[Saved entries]
################
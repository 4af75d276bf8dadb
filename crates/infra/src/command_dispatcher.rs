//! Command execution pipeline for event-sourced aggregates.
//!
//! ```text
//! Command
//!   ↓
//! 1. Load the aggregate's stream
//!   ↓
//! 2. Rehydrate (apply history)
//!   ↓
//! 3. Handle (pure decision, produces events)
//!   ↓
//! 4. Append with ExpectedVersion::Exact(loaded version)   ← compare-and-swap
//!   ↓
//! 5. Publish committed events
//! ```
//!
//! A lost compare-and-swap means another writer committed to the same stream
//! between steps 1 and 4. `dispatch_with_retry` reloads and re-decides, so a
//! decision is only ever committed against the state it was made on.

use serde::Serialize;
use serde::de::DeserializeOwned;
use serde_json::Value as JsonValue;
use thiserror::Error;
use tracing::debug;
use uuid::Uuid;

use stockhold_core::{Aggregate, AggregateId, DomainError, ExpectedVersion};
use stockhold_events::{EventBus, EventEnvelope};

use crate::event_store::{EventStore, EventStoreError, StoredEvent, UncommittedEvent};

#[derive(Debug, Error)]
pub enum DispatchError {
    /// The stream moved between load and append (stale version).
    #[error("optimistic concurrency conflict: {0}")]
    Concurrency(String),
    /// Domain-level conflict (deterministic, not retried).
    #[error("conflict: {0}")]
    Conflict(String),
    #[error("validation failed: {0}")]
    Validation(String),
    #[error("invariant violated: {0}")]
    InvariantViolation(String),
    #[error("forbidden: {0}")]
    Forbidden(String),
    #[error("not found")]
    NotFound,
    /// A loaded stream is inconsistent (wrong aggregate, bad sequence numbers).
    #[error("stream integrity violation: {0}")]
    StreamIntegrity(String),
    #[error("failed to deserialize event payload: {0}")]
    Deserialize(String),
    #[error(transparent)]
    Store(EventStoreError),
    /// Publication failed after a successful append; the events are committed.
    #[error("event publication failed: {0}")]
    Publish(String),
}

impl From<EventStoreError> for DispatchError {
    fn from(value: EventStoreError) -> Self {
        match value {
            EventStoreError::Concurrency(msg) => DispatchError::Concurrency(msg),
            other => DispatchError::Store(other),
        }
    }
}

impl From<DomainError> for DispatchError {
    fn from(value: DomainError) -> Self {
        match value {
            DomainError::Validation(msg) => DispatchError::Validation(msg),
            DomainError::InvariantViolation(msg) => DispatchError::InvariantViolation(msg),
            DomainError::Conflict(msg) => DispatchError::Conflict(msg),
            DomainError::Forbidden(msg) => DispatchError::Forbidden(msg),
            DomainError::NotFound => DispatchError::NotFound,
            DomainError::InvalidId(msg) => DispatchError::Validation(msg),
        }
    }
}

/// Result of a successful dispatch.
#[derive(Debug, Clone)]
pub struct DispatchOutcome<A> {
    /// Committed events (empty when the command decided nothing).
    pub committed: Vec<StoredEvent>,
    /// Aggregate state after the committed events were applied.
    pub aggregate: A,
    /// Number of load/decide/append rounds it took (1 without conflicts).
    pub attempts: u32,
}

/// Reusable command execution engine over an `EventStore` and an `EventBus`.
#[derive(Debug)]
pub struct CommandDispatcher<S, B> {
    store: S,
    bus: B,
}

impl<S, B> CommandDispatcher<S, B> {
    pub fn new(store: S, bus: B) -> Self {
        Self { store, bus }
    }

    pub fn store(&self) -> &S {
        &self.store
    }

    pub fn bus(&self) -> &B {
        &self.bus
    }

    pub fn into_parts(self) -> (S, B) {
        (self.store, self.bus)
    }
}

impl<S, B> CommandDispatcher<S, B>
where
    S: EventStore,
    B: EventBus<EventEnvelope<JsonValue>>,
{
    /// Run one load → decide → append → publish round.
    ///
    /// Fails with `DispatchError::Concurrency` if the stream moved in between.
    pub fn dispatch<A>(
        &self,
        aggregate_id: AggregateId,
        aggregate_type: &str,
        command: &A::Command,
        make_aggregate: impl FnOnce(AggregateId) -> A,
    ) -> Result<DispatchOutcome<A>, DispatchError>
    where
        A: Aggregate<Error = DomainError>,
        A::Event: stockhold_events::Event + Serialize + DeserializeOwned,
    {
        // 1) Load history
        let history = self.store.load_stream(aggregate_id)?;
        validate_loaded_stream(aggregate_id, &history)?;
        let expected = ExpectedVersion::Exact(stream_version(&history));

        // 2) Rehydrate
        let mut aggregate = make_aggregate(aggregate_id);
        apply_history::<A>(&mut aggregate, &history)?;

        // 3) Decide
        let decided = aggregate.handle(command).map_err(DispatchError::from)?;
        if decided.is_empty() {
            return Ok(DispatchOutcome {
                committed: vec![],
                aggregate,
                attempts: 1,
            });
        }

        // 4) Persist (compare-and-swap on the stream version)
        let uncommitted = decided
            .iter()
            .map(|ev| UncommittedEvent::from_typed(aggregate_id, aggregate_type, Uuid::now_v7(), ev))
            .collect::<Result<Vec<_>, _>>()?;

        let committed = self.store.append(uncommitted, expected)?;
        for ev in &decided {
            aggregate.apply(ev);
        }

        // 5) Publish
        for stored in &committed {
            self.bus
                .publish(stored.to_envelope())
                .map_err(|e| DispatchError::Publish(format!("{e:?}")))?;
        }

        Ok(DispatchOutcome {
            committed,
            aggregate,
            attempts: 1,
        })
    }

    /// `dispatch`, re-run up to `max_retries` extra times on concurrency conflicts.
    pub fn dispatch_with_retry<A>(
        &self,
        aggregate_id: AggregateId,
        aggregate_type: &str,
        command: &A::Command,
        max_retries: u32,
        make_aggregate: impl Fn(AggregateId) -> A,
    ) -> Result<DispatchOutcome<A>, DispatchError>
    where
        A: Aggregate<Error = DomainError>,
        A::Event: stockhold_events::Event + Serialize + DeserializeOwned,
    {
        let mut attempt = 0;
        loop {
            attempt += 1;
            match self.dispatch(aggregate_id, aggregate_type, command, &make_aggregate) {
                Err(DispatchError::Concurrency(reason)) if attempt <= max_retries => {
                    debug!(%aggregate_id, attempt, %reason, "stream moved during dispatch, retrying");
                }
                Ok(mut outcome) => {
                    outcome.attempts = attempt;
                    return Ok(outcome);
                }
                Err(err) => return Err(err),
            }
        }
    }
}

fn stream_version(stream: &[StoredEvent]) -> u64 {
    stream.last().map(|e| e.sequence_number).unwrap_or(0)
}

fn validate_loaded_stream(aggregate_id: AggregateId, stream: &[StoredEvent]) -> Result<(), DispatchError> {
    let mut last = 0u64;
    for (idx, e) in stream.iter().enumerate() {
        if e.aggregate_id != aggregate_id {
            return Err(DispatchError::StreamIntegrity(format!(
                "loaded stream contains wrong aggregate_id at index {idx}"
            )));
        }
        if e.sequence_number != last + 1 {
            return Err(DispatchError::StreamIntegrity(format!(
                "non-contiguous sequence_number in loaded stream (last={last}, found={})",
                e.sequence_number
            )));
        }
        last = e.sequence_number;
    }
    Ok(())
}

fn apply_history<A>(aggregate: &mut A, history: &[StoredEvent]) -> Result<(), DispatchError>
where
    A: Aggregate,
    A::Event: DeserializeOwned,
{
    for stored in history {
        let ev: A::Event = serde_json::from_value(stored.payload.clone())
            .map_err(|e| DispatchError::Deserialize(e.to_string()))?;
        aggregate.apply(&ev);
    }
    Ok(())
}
################
Task – From the records above, return each line that includes "Result".

Response for this exercise –
/// Result of a successful dispatch.
    ) -> Result<DispatchOutcome<A>, DispatchError>
            .collect::<Result<Vec<_>, _>>()?;
    ) -> Result<DispatchOutcome<A>, DispatchError>
fn validate_loaded_stream(aggregate_id: AggregateId, stream: &[StoredEvent]) -> Result<(), DispatchError> {
fn apply_history<A>(aggregate: &mut A, history: &[StoredEvent]) -> Result<(), DispatchError>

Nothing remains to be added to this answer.